The calibration configuration file is handeye_target_detection/launch/pose_estimation.yaml
.
The parameters descripiton:
-
pattern
You can review the patterns on
handeye_target_detection/data/pattern
.And the example result on
handeye_target_detection/data/detected
.By default, we are using the CHARUCO, this pattern looks could be directly printed by A4 size paper. If you have other standard calibration pattern board, you could also set the parameters reference on the file
handeye_target_detection/src/pose_estimation_node.cpp
, under the "Get parameters" comments. Such as: chessboard_square_size and dictionary. -
image_topic
The image from camera. Please check this topic when running the camera by
ros2 topic list
. -
camera_info_topic
The camera intrinsic parameters topic. Usually, it will be published by the camera ros node. Also check it on the topic list.
-
publish_image_topic
The result for preview, usually don't need to change it. You need show this image result on the rviz for real-time monitori.
-
width & height & dictionary & charuco_board**
The pattern parameters. Details reference the pattern.
After change the configuration file, please remember colcon build
the workspace, default ros2 dosen't update the yaml files automatically.
Moveit is recommanded here. Remember to switch the trajectory controller for moveit.
ros2 run handeye_target_detection pose_estimation
After that, you could add the detect display on the Moveit rviz2 for monitoring the detected result.
ros2 launch handeye_dashboard handeye_dashboard.launch.py
On the dashboard, you need to set the TF informations, this is very important!

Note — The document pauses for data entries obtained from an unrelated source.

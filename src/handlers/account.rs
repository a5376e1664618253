use super::extractors::ValidJson;
use super::{set_session_cookie, store_for, ApiError};
use crate::models::{CreateAccountForm, SignInForm};
use crate::session::CurrentSession;
use crate::AppState;
use axum::{
    extract::State,
    http::StatusCode,
    response::{IntoResponse, Response},
    Extension, Json,
};
use serde_json::{json, Value};
use std::sync::Arc;

/// Check credentials and move the caller onto a fresh signed-in session
pub async fn sign_in(
    State(state): State<Arc<AppState>>,
    Extension(current): Extension<CurrentSession>,
    ValidJson(form): ValidJson<SignInForm>,
) -> Result<Response, ApiError> {
    let store = store_for(&state, &current);
    let username = form.username.trim();

    if !store.authenticate(username, &form.password).await? {
        tracing::info!(username, "sign in rejected");
        return Err(ApiError::Unauthorized {
            message: "Did not recognize username or password".to_string(),
        });
    }

    let (token, redirect) = state.sessions.sign_in(&current.token, username);
    let redirect = redirect.unwrap_or_else(|| "/".to_string());

    tracing::info!(username, "signed in");
    let mut response = Json(json!({
        "username": username,
        "redirect": redirect
    }))
    .into_response();
    set_session_cookie(&mut response, &token);
    Ok(response)
}

pub async fn sign_out(
    State(state): State<Arc<AppState>>,
    Extension(current): Extension<CurrentSession>,
) -> Json<Value> {
    state.sessions.end(&current.token);
    Json(json!({ "redirect": "/signin" }))
}

pub async fn create_account(
    State(state): State<Arc<AppState>>,
    Extension(current): Extension<CurrentSession>,
    ValidJson(form): ValidJson<CreateAccountForm>,
) -> Result<(StatusCode, Json<Value>), ApiError> {
    let (email, password) = form.validate()?;
    let store = store_for(&state, &current);

    // The accounts primary key still rejects a duplicate that races past this
    if store.exists_email_address(email.as_str()).await? {
        return Err(ApiError::Conflict {
            message: "This email already has an account".to_string(),
        });
    }

    if !store.create_account(email.as_str(), password.as_str()).await? {
        return Err(ApiError::Internal {
            message: "Could not create account.".to_string(),
        });
    }

    Ok((
        StatusCode::CREATED,
        Json(json!({
            "message": "Account successfully created. Please log in",
            "redirect": "/signin"
        })),
    ))
}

- Change the installation method from "fixed beside robot" or "attached on robot".
- Check the tf frame of your camera carefully.
- Set the camera frame, end effector frame and robot base frame.
- You don't need to care about object frame, leave it default.
Moving the robot until the result is shown well on the result image topic. Then click the calibration button. If everything setup well, you could see the transformation result on the terminal, and it is not Identity matrix.
Then repeat it as 8-10 times.
Make sure that there are different orientations and positions.
After 8-10 times, click the get result, it will calculates the extrinsic parameters by regression. And the result will be shown on the dashboard.
You could also click the pub_tf button, to preview the camera position on the rviz2, by adding the tf plugin.
The result file is on the /tmp/camera-robot.txt
, it saves the transformations, quaternion and Eular angular.
The result usually could not be directly used, such as this matrix multiplying a point on the camera frame. It might be some error on the rotation. For example, the realsense, it has camera_color_frame, and camera_optical_frame.
You could show these frames on the rviz2 for better understanding.
And you could also configure the camera on the urdf by using the transformation and Eular angular.